* **Required work**:
Repeat the lines of the data that follow, please, starting at the first and stopping after the one with "use std::sync::Arc;".

Recorded data:
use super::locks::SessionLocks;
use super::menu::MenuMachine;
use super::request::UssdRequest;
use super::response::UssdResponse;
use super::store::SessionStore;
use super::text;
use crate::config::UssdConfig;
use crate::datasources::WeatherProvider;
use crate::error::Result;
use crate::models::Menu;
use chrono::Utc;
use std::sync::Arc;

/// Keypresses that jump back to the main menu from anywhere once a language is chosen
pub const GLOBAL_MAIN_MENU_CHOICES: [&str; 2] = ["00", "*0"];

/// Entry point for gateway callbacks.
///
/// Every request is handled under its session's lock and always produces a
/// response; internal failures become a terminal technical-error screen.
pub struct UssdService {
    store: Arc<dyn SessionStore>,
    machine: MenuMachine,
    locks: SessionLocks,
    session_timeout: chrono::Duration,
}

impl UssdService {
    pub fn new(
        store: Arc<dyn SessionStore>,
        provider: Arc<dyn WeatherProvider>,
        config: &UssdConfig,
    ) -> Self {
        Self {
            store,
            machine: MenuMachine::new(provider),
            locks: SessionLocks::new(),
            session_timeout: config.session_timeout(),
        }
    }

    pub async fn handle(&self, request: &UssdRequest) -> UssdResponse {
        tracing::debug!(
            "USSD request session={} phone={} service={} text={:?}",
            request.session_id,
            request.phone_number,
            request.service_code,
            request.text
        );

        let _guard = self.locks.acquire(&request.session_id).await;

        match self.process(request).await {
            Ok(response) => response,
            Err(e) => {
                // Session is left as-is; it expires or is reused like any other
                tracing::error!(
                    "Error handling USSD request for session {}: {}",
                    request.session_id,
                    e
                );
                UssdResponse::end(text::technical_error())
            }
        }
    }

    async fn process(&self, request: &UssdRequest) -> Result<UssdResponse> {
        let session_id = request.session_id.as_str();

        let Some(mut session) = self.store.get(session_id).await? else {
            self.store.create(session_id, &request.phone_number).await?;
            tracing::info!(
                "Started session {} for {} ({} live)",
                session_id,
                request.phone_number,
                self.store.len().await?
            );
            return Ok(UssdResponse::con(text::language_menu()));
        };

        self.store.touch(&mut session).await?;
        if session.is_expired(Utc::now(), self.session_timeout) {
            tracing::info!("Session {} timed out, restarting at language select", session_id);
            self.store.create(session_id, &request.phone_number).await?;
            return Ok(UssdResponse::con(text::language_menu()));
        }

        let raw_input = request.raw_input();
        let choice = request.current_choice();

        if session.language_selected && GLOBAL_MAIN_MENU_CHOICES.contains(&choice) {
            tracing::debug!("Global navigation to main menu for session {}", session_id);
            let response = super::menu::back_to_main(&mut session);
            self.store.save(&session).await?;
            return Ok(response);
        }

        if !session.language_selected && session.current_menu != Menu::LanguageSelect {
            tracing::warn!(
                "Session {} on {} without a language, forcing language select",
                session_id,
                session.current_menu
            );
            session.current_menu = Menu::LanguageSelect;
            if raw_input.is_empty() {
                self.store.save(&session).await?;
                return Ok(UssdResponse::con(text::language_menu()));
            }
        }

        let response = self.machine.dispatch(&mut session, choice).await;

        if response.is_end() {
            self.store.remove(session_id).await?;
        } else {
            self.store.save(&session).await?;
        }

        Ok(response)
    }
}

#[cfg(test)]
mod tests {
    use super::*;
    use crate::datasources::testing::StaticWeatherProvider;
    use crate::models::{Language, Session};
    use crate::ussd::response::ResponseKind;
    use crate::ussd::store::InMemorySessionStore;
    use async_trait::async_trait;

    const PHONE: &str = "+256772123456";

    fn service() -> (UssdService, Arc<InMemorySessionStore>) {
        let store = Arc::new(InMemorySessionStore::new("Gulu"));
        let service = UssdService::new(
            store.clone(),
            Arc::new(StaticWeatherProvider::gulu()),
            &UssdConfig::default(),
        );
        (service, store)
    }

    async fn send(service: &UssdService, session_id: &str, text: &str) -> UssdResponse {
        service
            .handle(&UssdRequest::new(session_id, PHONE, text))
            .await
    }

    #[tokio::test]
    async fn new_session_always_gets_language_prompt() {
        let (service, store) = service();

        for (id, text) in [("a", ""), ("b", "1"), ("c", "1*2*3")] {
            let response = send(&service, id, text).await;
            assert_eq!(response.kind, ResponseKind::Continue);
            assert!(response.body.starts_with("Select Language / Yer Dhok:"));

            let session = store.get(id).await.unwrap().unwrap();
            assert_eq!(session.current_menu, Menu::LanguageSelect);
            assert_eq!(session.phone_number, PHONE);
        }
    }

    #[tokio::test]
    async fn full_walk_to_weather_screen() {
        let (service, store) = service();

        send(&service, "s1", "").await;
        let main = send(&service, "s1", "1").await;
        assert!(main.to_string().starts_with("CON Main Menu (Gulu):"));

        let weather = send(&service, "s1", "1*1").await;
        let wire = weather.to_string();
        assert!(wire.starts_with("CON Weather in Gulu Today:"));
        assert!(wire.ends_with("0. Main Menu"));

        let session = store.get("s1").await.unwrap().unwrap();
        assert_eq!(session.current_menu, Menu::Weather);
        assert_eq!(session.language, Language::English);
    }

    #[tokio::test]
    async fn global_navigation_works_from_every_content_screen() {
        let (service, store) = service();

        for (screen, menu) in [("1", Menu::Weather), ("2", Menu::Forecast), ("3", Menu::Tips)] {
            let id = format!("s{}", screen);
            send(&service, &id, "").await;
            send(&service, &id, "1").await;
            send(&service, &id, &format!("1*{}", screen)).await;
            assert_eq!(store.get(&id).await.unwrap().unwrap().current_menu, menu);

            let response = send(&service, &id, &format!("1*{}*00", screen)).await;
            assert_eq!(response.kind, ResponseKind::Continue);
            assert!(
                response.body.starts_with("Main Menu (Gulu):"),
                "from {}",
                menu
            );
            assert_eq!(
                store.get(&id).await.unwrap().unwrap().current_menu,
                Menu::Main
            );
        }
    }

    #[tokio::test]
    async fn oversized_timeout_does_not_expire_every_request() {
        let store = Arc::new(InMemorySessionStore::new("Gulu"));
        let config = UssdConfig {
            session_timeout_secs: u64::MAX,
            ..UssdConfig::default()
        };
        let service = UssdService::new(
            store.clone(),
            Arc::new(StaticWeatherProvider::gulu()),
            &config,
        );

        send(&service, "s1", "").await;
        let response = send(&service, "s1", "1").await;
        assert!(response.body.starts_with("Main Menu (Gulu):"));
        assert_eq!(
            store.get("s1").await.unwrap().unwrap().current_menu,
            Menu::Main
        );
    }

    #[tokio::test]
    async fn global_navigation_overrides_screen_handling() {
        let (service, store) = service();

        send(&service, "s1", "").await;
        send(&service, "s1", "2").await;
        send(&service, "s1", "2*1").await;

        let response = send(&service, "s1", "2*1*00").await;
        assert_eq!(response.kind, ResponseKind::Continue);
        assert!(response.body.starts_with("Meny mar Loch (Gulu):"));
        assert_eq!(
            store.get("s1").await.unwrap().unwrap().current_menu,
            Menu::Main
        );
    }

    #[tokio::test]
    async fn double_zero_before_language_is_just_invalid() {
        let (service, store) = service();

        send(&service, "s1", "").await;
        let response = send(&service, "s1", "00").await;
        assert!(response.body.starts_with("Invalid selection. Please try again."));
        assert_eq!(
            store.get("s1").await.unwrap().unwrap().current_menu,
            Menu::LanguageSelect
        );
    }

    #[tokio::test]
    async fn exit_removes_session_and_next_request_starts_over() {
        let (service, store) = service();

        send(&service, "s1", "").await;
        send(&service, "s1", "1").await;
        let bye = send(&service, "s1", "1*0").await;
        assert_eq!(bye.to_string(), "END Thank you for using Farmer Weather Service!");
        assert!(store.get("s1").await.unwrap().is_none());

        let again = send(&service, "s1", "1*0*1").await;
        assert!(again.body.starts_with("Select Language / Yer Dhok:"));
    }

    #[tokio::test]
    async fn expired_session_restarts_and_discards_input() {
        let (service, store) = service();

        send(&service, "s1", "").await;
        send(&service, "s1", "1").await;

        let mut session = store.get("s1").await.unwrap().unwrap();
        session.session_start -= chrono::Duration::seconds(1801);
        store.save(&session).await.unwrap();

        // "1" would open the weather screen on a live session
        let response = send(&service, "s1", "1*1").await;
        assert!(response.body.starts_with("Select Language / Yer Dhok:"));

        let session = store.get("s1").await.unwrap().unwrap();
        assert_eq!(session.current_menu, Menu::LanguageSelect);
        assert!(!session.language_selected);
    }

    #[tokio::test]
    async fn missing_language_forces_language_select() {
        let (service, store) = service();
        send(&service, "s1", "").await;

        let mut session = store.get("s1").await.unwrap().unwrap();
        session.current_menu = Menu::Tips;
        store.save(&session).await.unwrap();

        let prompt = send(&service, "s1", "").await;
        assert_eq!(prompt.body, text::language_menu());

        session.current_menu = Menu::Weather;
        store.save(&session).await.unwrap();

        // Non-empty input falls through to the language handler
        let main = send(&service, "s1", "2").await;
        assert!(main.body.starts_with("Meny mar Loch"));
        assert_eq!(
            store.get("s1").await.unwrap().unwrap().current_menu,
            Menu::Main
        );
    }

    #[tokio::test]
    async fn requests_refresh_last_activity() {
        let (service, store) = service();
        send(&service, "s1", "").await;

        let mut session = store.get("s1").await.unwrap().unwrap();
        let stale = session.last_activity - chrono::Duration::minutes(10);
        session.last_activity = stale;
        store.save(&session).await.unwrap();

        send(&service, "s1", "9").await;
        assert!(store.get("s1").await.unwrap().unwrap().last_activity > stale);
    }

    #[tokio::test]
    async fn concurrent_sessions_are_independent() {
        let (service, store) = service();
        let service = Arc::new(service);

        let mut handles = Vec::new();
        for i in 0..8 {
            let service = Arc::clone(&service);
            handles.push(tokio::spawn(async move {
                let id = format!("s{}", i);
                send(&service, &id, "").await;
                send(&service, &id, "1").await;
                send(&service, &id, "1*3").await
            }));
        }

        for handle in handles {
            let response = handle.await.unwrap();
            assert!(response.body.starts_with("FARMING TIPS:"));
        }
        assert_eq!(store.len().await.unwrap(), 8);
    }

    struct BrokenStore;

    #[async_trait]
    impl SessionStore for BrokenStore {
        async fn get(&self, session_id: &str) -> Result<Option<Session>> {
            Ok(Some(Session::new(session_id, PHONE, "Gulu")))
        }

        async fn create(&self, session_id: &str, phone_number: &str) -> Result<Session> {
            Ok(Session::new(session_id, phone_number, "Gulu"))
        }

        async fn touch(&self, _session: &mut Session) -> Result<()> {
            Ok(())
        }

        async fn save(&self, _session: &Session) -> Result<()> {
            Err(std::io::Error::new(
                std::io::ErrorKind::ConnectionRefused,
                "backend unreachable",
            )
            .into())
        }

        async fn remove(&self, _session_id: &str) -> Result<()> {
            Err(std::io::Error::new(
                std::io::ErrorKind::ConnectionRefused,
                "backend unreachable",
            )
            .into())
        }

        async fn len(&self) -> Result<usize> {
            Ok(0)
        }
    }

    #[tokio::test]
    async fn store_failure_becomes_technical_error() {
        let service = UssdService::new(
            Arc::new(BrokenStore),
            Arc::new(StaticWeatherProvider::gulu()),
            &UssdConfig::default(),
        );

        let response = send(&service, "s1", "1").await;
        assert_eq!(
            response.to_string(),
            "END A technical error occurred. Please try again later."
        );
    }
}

* **Response area**:
use super::locks::SessionLocks;
use super::menu::MenuMachine;
use super::request::UssdRequest;
use super::response::UssdResponse;
use super::store::SessionStore;
use super::text;
use crate::config::UssdConfig;
use crate::datasources::WeatherProvider;
use crate::error::Result;
use crate::models::Menu;
use chrono::Utc;
use std::sync::Arc;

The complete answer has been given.